■ **Activity**: Using the listing below, determine the count of lines with the word "Result" and reply only with it.

• • •

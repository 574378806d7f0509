use crate::{
    error::Result,
    output::{Output, UnbuiltOutput},
    scripts::PlutusScript,
    values::Values,
    PolicyId,
};
use pallas_addresses::Address;
use std::fmt;

/// Spending of a script-locked output
#[allow(missing_docs)]
#[derive(Clone, Debug, PartialEq, Eq)]
pub struct ScriptInput<Datum, Redeemer> {
    pub output: Output<Datum>,
    pub redeemer: Redeemer,
    pub script: PlutusScript,
}

/// Minting of one asset under a Plutus policy
#[allow(missing_docs)]
#[derive(Clone, Debug, PartialEq, Eq)]
pub struct MintAction<Redeemer> {
    pub amount: u64,
    pub asset_name: Vec<u8>,
    pub redeemer: Redeemer,
    pub policy: PlutusScript,
}

impl<Redeemer> MintAction<Redeemer> {
    /// Token minted by this action
    pub fn policy_id(&self) -> PolicyId {
        PolicyId::native_token_named(&self.policy.policy_id(), &self.asset_name)
    }
}

/// Everything a [`crate::logic::SCLogic`] asks a ledger client to do in one transaction. Wallet
/// inputs, collateral, fees and change are left to the ledger client.
#[derive(Clone, Debug, PartialEq, Eq)]
pub struct TxActions<Datum, Redeemer> {
    /// Outputs read but not spent. Scripts they carry are used instead of witnesses.
    pub reference_inputs: Vec<Output<Datum>>,
    /// Script-locked outputs to spend
    pub script_inputs: Vec<ScriptInput<Datum, Redeemer>>,
    /// Tokens to mint
    pub minting: Vec<MintAction<Redeemer>>,
    /// Outputs to create, in order
    pub outputs: Vec<UnbuiltOutput<Datum>>,
}

impl<Datum, Redeemer> Default for TxActions<Datum, Redeemer> {
    fn default() -> Self {
        TxActions {
            reference_inputs: Vec::new(),
            script_inputs: Vec::new(),
            minting: Vec::new(),
            outputs: Vec::new(),
        }
    }
}

impl<Datum, Redeemer> TxActions<Datum, Redeemer> {
    /// Read `output` without spending it
    pub fn with_reference_input(mut self, output: Output<Datum>) -> Self {
        self.reference_inputs.push(output);
        self
    }

    /// Mint `amount` of `asset_name` under `policy`
    pub fn with_mint(
        mut self,
        amount: u64,
        asset_name: Vec<u8>,
        redeemer: Redeemer,
        policy: PlutusScript,
    ) -> Self {
        let action = MintAction {
            amount,
            asset_name,
            redeemer,
            policy,
        };
        self.minting.push(action);
        self
    }

    /// Lock `values` at `address` with an inline `datum`
    pub fn with_script_init(mut self, datum: Datum, values: Values, address: Address) -> Self {
        let output = UnbuiltOutput::new_validator(address, values, datum);
        self.outputs.push(output);
        self
    }

    /// Pay `values` to a wallet address
    pub fn with_wallet_output(mut self, values: Values, owner: Address) -> Self {
        let output = UnbuiltOutput::new_wallet(owner, values);
        self.outputs.push(output);
        self
    }

    /// Spend script-locked `output` with `redeemer`
    pub fn with_script_redeem(
        mut self,
        output: Output<Datum>,
        redeemer: Redeemer,
        script: PlutusScript,
    ) -> Self {
        let input = ScriptInput {
            output,
            redeemer,
            script,
        };
        self.script_inputs.push(input);
        self
    }

    /// Sum of everything minted
    pub fn minted_values(&self) -> Result<Values> {
        let mut minted = Values::default();
        for mint in &self.minting {
            minted.add_one_value(&mint.policy_id(), mint.amount)?;
        }
        Ok(minted)
    }

    /// True if `script` is carried by one of the reference inputs
    pub fn is_referenced(&self, script: &PlutusScript) -> bool {
        self.reference_inputs
            .iter()
            .any(|output| output.script_ref() == Some(script))
    }
}

/// Hex encoded id of a submitted transaction
#[derive(Clone, Debug, PartialEq, Eq, Hash)]
pub struct TxId(String);

impl TxId {
    /// Constructor for TxId
    pub fn new(id_str: &str) -> Self {
        TxId(id_str.to_string())
    }

    /// Getter for the hex string
    pub fn as_str(&self) -> &str {
        &self.0
    }
}

impl fmt::Display for TxId {
    fn fmt(&self, f: &mut fmt::Formatter<'_>) -> fmt::Result {
        write!(f, "{}", self.0)
    }
}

• • •

■ **Answer to this exercise**: 3